High school is hard -- especially so if you're a buck-toothed recovering alcoholic and drug addict pushing 50. Jerri Blank, played with an equal mixture of pity and pitifulness by comedienne Amy Sedaris, is the physical embodiment of what happens when you disregard those after school specials and D.A.R.E. visits as a teen. A self-described "boozer, loser, and user," Jerri moves back in with her family after a stint in prison, and ends up back at her old high school. Populated with such oddities as Chuck Noblet (writer and co-creator Stephen Colbert), Geoffrey Jellineck (co-creator Paul Dinello), and bass-voiced Principal Onyx Blackman (Greg Hollimon), Jerri's new life might even be stranger than her old one.\nComedy Central took a gamble airing this show, which seems innocent and coy on the surface, but actually deals with Jerri's former coke-whore existence with a cold frankness. Colbert and Dinello are hilarious as caring and supportive school faculty, but it's Greg Hollimon's Principal Blackman whose appearance and actions elicit laughs nearly 100% of the time. Sedaris, almost invisible in her Jerri costume and makeup, is a television comic talent on par with her brother David in the literary field, and despite "Strangers with Candy's" occasional dips into inane sarcasm and scatological humor, it hits its mark more often than not.\nExtras abound on this complete series set, but are mostly aimed at diehard fans of the show.

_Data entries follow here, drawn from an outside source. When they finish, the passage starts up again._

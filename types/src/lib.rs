//! Core domain types for Primer.
//!
//! This crate contains the topic document model with no IO, no async, and minimal
//! dependencies. Everything here can be used from any layer of the application.

// Pedantic lint configuration - these are intentional design choices
#![allow(clippy::missing_errors_doc)] // Result-returning functions are self-explanatory

mod document;
pub mod ui;

pub use document::{
    AlertBlock, AlertVariant, BlockKind, CodeBlock, ContentBlock, Difficulty, HeadingBlock,
    ListBlock, ListStyle, ParagraphBlock, TableBlock, Topic, TopicMeta,
};
pub use ui::{ColorScheme, UiOptions};

use std::fmt;

use serde::{Deserialize, Serialize};
use thiserror::Error;

// ============================================================================
// Topic identifiers
// ============================================================================

/// Unique key of a topic in the registry.
///
/// Guaranteed non-empty after trimming. Comparison is exact (case-sensitive).
#[derive(Debug, Clone, PartialEq, Eq, Hash, PartialOrd, Ord, Serialize, Deserialize)]
#[serde(try_from = "String", into = "String")]
pub struct TopicId(String);

#[derive(Debug, Error)]
#[error("topic id must not be empty")]
pub struct TopicIdError;

impl TopicId {
    pub fn new(value: impl Into<String>) -> Result<Self, TopicIdError> {
        let value = value.into();
        if value.trim().is_empty() {
            Err(TopicIdError)
        } else {
            Ok(Self(value))
        }
    }

    #[must_use]
    pub fn as_str(&self) -> &str {
        &self.0
    }
}

impl TryFrom<String> for TopicId {
    type Error = TopicIdError;

    fn try_from(value: String) -> Result<Self, Self::Error> {
        Self::new(value)
    }
}

impl TryFrom<&str> for TopicId {
    type Error = TopicIdError;

    fn try_from(value: &str) -> Result<Self, Self::Error> {
        Self::new(value)
    }
}

impl From<TopicId> for String {
    fn from(value: TopicId) -> Self {
        value.0
    }
}

impl fmt::Display for TopicId {
    fn fmt(&self, f: &mut fmt::Formatter<'_>) -> fmt::Result {
        f.write_str(&self.0)
    }
}

impl AsRef<str> for TopicId {
    fn as_ref(&self) -> &str {
        self.as_str()
    }
}

#[cfg(test)]
mod tests {
    use super::*;

    #[test]
    fn topic_id_rejects_blank() {
        assert!(TopicId::new("").is_err());
        assert!(TopicId::new("   ").is_err());
    }

    #[test]
    fn topic_id_round_trips_through_json() {
        let id = TopicId::new("rust-ownership").unwrap();
        let json = serde_json::to_string(&id).unwrap();
        assert_eq!(json, "\"rust-ownership\"");
        let back: TopicId = serde_json::from_str(&json).unwrap();
        assert_eq!(back, id);
    }

    #[test]
    fn topic_id_deserialize_rejects_empty() {
        let result: Result<TopicId, _> = serde_json::from_str("\"\"");
        assert!(result.is_err());
    }
}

Sedaris, Colbert, and Dinello provide off-the-wall commentary on nine of the 30 episodes, and the original unaired pilot episode is a neat find. Extras range from the trivial (an irreverent blooper reel) to the bizarre (a film strip presentation by Colbert and Dinello's characters, a compilation of the show's surreal end-credit dance-offs) and full-circle to the informative (a 45-minute Museum of Television & Radio interview with the entire cast).\n"Strangers with Candy" belongs in the same bin with many of Comedy Central's critically acclaimed shows that were cancelled due to either low ratings or mega-star meltdowns. With a big-screen version of "Strangers" arriving this summer, it's advisable for fans of this quirky, long-lost Comedy Central gem to revisit Jerri Blank and her spirit-lifting, always somewhat creepy adventures in high school.